Uudeberg Tuuli, Paeske Laura, Hinrikus Hiie, Lass Jaanus, Bachmann Maie
Annu Int Conf IEEE Eng Med Biol Soc. 2020 Jul;2020:276-279. doi: 10.1109/EMBC44109.2020.9175274.
The aim of this study was to evaluate individual level of natural variability of electroencephalogram (EEG) based markers. Three linear: alpha power variability, spectral asymmetry index, relative gamma power and three nonlinear methods: Higuchi's fractal dimension, detrended fluctuation analysis, and Lempel-Ziv complexity were selected. The markers were evaluated over 15 sessions acquired in 14 months. The results indicate that individual natural variability for five of the selected markers is lower compared to differences between healthy and depressed groups of subjects in our previous studies. The results of the current study suggest that EEG based markers can be applied for evaluation of disturbances in brain activity at individual level.Clinical Relevance-The indicated stability in the current study of widely used EEG-based markers at individual level suggests a promising opportunity to apply EEG as a novel method in diagnoses of brain mental disorders in clinical practice.
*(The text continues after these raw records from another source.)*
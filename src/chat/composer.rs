//! 응답 합성기
//!
//! 상위 매칭의 답변을 글머리표 줄로 이어 붙이고, 출처 라벨을 중복 제거해서
//! 응답 끝에 붙입니다. 매칭이 없으면 고정 안내 문구를 반환합니다.

use serde::Serialize;

use crate::config::DEFAULT_MAX_MATCHES;
use crate::knowledge::Match;

/// 매칭 없음 응답의 출처 라벨
pub const NO_SOURCE_LABEL: &str = "Nenhuma Fonte Encontrada";

/// 매칭 없음 안내 문구
pub const NO_MATCH_RESPONSE: &str = "Desculpe, não encontrei uma resposta precisa na base de conhecimento. \
     Tente reformular sua pergunta ou pergunte sobre **SquareOS**, **LINEAX**, **Segurança**, ou outros módulos.";

/// 내부 오류 응답의 출처 라벨
pub const SYSTEM_SOURCE_LABEL: &str = "Sistema";

/// 내부 오류 안내 문구
pub const INTERNAL_ERROR_RESPONSE: &str = "Ocorreu um erro inesperado no console RAG/LLM.";

/// 출처 줄 접두어
pub const SOURCES_FOOTER_PREFIX: &str = "Fonte(s) de referência: ";

const LABEL_SEPARATOR: &str = ", ";

// ============================================================================
// Types
// ============================================================================

/// 응답 상태
#[derive(Debug, Clone, Copy, PartialEq, Eq, Serialize)]
pub enum ChatStatus {
    /// 매칭된 답변으로 응답 완료
    #[serde(rename = "COMPLETO")]
    Complete,
    /// 임계값을 넘는 매칭 없음
    #[serde(rename = "FALHA")]
    NoMatch,
    /// 처리 중 예상치 못한 실패
    #[serde(rename = "ERRO INTERNO")]
    InternalError,
}

impl ChatStatus {
    pub fn as_str(&self) -> &'static str {
        match self {
            ChatStatus::Complete => "COMPLETO",
            ChatStatus::NoMatch => "FALHA",
            ChatStatus::InternalError => "ERRO INTERNO",
        }
    }
}

/// 질의 1건의 최종 결과
///
/// JSON: `{"status": ..., "response": ..., "source": ...}`
#[derive(Debug, Clone, PartialEq, Eq, Serialize)]
pub struct ChatResult {
    pub status: ChatStatus,
    pub response: String,
    pub source: String,
}

impl ChatResult {
    /// 매칭 없음 결과
    pub fn no_match() -> Self {
        Self {
            status: ChatStatus::NoMatch,
            response: NO_MATCH_RESPONSE.to_string(),
            source: NO_SOURCE_LABEL.to_string(),
        }
    }

    /// 내부 오류 결과 (세부 정보는 담지 않음)
    pub fn internal_error() -> Self {
        Self {
            status: ChatStatus::InternalError,
            response: INTERNAL_ERROR_RESPONSE.to_string(),
            source: SYSTEM_SOURCE_LABEL.to_string(),
        }
    }
}

// ============================================================================
// ResponseComposer
// ============================================================================

/// 응답 합성기
#[derive(Debug, Clone)]
pub struct ResponseComposer {
    max_matches: usize,
}

impl ResponseComposer {
    /// # Arguments
    /// * `max_matches` - 응답에 합칠 최대 매칭 수 (0이면 1로 취급)
    pub fn new(max_matches: usize) -> Self {
        Self {
            max_matches: max_matches.max(1),
        }
    }

    pub fn max_matches(&self) -> usize {
        self.max_matches
    }

    /// 순위가 매겨진 매칭 목록으로 응답 생성
    ///
    /// 출처 라벨 순서는 의미가 없습니다 (집합으로 비교할 것).
    /// 현재 구현은 처음 등장한 순서를 유지합니다.
    pub fn compose(&self, matches: &[Match]) -> ChatResult {
        if matches.is_empty() {
            return ChatResult::no_match();
        }

        let selected = &matches[..matches.len().min(self.max_matches)];

        let mut combined = String::new();
        for m in selected {
            combined.push_str("- ");
            combined.push_str(&m.answer);
            combined.push('\n');
        }

        let sources = unique_labels(selected).join(LABEL_SEPARATOR);
        let response = format!("{}\n\n{}{}", combined, SOURCES_FOOTER_PREFIX, sources);

        ChatResult {
            status: ChatStatus::Complete,
            response,
            source: sources,
        }
    }
}

impl Default for ResponseComposer {
    fn default() -> Self {
        Self::new(DEFAULT_MAX_MATCHES)
    }
}

/// 중복 제거된 출처 라벨 (처음 등장 순)
fn unique_labels(matches: &[Match]) -> Vec<&str> {
    let mut labels: Vec<&str> = Vec::with_capacity(matches.len());
    for m in matches {
        if !labels.contains(&m.source_label.as_str()) {
            labels.push(&m.source_label);
        }
    }
    labels
}

// ============================================================================
// Tests
// ============================================================================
本研究的目的是评估基于脑电图(EEG)的标志物的个体自然变异性水平。选择了三个线性指标:α波功率变异性、频谱不对称指数、相对γ波功率,以及三种非线性方法: Higuchi分形维数、去趋势波动分析和Lempel-Ziv复杂度。在14个月内采集的15次实验中对这些标志物进行了评估。结果表明,与我们之前研究中健康组和抑郁组受试者之间的差异相比,所选五个标志物的个体自然变异性较低。当前研究结果表明,基于EEG的标志物可用于个体水平脑活动紊乱的评估。临床相关性——当前研究中所指出的广泛使用的基于EEG的标志物在个体水平的稳定性,表明在临床实践中将EEG作为诊断脑精神障碍的新方法具有广阔前景。